The final chapter of Mae Martin's semi-autobiographical series expands on the trauma and romance hinted at in the first season, giving a new dimension to Mae's origin story and explaining the events that led to her fraught attempts at addiction recovery. In six short episodes, Martin explores topics including sexual assault, gender identity, PTSD and survival in the post-#MeToo era at a rapid-fire pace without ever feeling too brief — and somehow manages to keep things pretty darn funny.

Tune In: Loki
(Disney+)


Marvel's mischievous antihero gets caught up in a Brazil-style nightmarish bureaucracy after violating the sacred timeline — but things really get going once Loki (Tom Hiddleston) is recruited to hunt down an alternative universe version of himself. The show's wacky sense of humour comes spiked with grim visions of humanity's future.

Tune In: Mare of Easttown
(Crave)


HBO's latest prestige whodunnit — with a very specific regional accent — finds Kate Winslet dressing way, way down as grief-stricken detective trying to move past her son's death while solving a series of murders and disappearances in small-town Pennsylvania. It's all hoagies, cheesesteaks, self-destruction and secrets.
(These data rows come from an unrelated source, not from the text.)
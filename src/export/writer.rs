//! Copyright © 2025-2026 Wenze Wei. All Rights Reserved.
//!
//! This file is part of Mx.
//! The Mx project belongs to the Dunimd Team.
//!
//! Licensed under the Apache License, Version 2.0 (the "License");
//! You may not use this file except in compliance with the License.
//! You may obtain a copy of the License at
//!
//!     http://www.apache.org/licenses/LICENSE-2.0
//!
//! Unless required by applicable law or agreed to in writing, software
//! distributed under the License is distributed on an "AS IS" BASIS,
//! WITHOUT WARRANTIES OR CONDITIONS OF ANY KIND, either express or implied.
//! See the License for the specific language governing permissions and
//! limitations under the License.

//! # Table Writer Module
//!
//! Writes a tidy table to disk as JSON Lines, a JSON array, or CSV.

use std::fs::File;
use std::io::{BufWriter, Write};
use std::path::{Path, PathBuf};

use serde::{Deserialize, Serialize};
use serde_json::Value;

use crate::aggregation::MxTidyTable;
use crate::errors::{MxError, Result};

/// Supported output formats.
#[derive(Clone, Copy, Debug, PartialEq, Eq, Serialize, Deserialize)]
pub enum MxOutputFormat {
    /// One JSON object per row and line.
    Jsonl,
    /// A single JSON array of row objects.
    Json,
    /// Header line followed by one line per row.
    Csv,
}

/// Output settings for [`MxTableWriter`].
#[derive(Clone, Debug, Serialize, Deserialize)]
#[serde(default)]
pub struct MxWriterConfig {
    pub format: MxOutputFormat,
    /// Pretty-print JSON output.
    pub pretty: bool,
    /// Write to a temporary file first, then rename into place.
    pub atomic_write: bool,
}

impl Default for MxWriterConfig {
    fn default() -> Self {
        Self {
            format: MxOutputFormat::Jsonl,
            pretty: false,
            atomic_write: true,
        }
    }
}

/// Summary of one completed write.
#[derive(Debug, Clone, Default, PartialEq, Serialize, Deserialize)]
pub struct MxWriteStats {
    pub rows_written: usize,
    pub bytes_written: usize,
}

/// Writes [`MxTidyTable`]s in the configured [`MxOutputFormat`].
#[derive(Debug, Default)]
pub struct MxTableWriter {
    config: MxWriterConfig,
}

impl MxTableWriter {
    /// Writer with the default configuration (atomic JSON Lines).
    pub fn new() -> Self {
        Self::default()
    }

    /// Replaces the writer configuration.
    pub fn with_config(mut self, config: MxWriterConfig) -> Self {
        self.config = config;
        self
    }

    /// Current writer configuration.
    pub fn config(&self) -> &MxWriterConfig {
        &self.config
    }

    /// Writes `table` to `path`, creating parent directories as needed.
    ///
    /// With `atomic_write` the table goes to a hidden sibling first and is
    /// renamed into place; the sibling is removed if anything fails.
    pub fn write(&self, table: &MxTidyTable, path: &Path) -> Result<MxWriteStats> {
        if let Some(parent) = path.parent() {
            if !parent.as_os_str().is_empty() {
                std::fs::create_dir_all(parent)?;
            }
        }

        if self.config.atomic_write {
            let temp_path = self.temp_path(path);
            let written = self
                .write_to_path(table, &temp_path)
                .and_then(|()| std::fs::rename(&temp_path, path).map_err(MxError::from));
            if let Err(err) = written {
                if temp_path.exists() {
                    let _ = std::fs::remove_file(&temp_path);
                }
                return Err(err);
            }
        } else {
            self.write_to_path(table, path)?;
        }

        let stats = MxWriteStats {
            rows_written: table.len(),
            bytes_written: std::fs::metadata(path).map(|m| m.len() as usize).unwrap_or(0),
        };

        log::info!(
            "export.write: table written - path={}, format={:?}, rows={}, bytes={}",
            path.display(),
            self.config.format,
            stats.rows_written,
            stats.bytes_written
        );

        Ok(stats)
    }

    /// Writes `table` to any writer.
    pub fn write_to<W: Write>(&self, table: &MxTidyTable, writer: W) -> Result<()> {
        let mut writer = BufWriter::new(writer);
        match self.config.format {
            MxOutputFormat::Jsonl => self.write_jsonl(table, &mut writer),
            MxOutputFormat::Json => self.write_json(table, &mut writer),
            MxOutputFormat::Csv => self.write_csv(table, &mut writer),
        }
    }

    fn write_to_path(&self, table: &MxTidyTable, path: &Path) -> Result<()> {
        let file = File::create(path)?;
        self.write_to(table, file)
    }

    fn write_jsonl<W: Write>(&self, table: &MxTidyTable, writer: &mut BufWriter<W>) -> Result<()> {
        for record in table.to_records() {
            let line = serde_json::to_string(&record)?;
            writeln!(writer, "{}", line)?;
        }
        writer.flush()?;
        Ok(())
    }

    fn write_json<W: Write>(&self, table: &MxTidyTable, writer: &mut BufWriter<W>) -> Result<()> {
        let records = table.to_records();
        let json = if self.config.pretty {
            serde_json::to_string_pretty(&records)?
        } else {
            serde_json::to_string(&records)?
        };

        write!(writer, "{}", json)?;
        writer.flush()?;
        Ok(())
    }

    #[cfg(feature = "csv")]
    fn write_csv<W: Write>(&self, table: &MxTidyTable, writer: &mut BufWriter<W>) -> Result<()> {
        let mut csv_writer = csv::Writer::from_writer(writer);

        csv_writer.write_record(table.columns())?;
        for row in table.rows() {
            csv_writer.write_record(row.iter().map(cell_text))?;
        }

        csv_writer.flush()?;
        Ok(())
    }

    #[cfg(not(feature = "csv"))]
    fn write_csv<W: Write>(&self, _table: &MxTidyTable, _writer: &mut BufWriter<W>) -> Result<()> {
        Err(MxError::validation("CSV writing requires the 'csv' feature"))
    }

    fn temp_path(&self, path: &Path) -> PathBuf {
        let stem = path
            .file_name()
            .and_then(|s| s.to_str())
            .unwrap_or("output");
        let parent = path.parent().unwrap_or(Path::new("."));

        parent.join(format!(".{}.tmp", stem))
    }
}

/// Text form of a cell: strings unquoted, null empty.
#[cfg_attr(not(feature = "csv"), allow(dead_code))]
fn cell_text(value: &Value) -> String {
    match value {
        Value::Null => String::new(),
        Value::String(s) => s.clone(),
        other => other.to_string(),
    }
}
Turn Off: P!nk: All I Know So Far
(Amazon Prime)


It's not bad exactly, since P!nk and her family come off as extremely likeable in this behind-the-scenes tour doc. But with a few too many lengthy scenes showing the pop star born Alecia Moore hanging out with her kids, All I Know So Far is a reminder that celebrities really are just like us — that is to say, a little boring.

Turn Off: Solos
(Amazon Prime)


As a near-future anthology series that probes at humanity's relationship to technology, Solos probably ought to be the successor to Black Mirror. Instead, it doesn't have the substance to match it's star-studded cast (which includes Morgan Freeman, Anne Hathaway, Helen Mirren, Anthony Mackie, Constance Wu and more).

Tune In: Sweet Tooth
(Netflix)


The fairytale fantasy elements are a little corny, but Sweet Tooth finds its footing a couple episodes into this story of surviving a post-apocalyptic pandemic. The side-plots have enough dystopian grit to make it easy to overlook the fact that lead human/animal hybrid Gus (Christian Convery) looks a little like Mr. Tumnus from the Narnia movies.

Tune In: The Underground Railroad
(Amazon Prime)


Moonlight director Barry Jenkins blends fantasy and history in his adaptation of Colson Whitehead's 2016 novel The Underground Railroad. With his adept visual vocabulary at the draw, Jenkins offers striking — and often horrifying — images of intimacy and violence in equal measure. It's not an easy watch by any means — it's not supposed to be. But it is an essential watch, and an American masterpiece on the topic of slavery.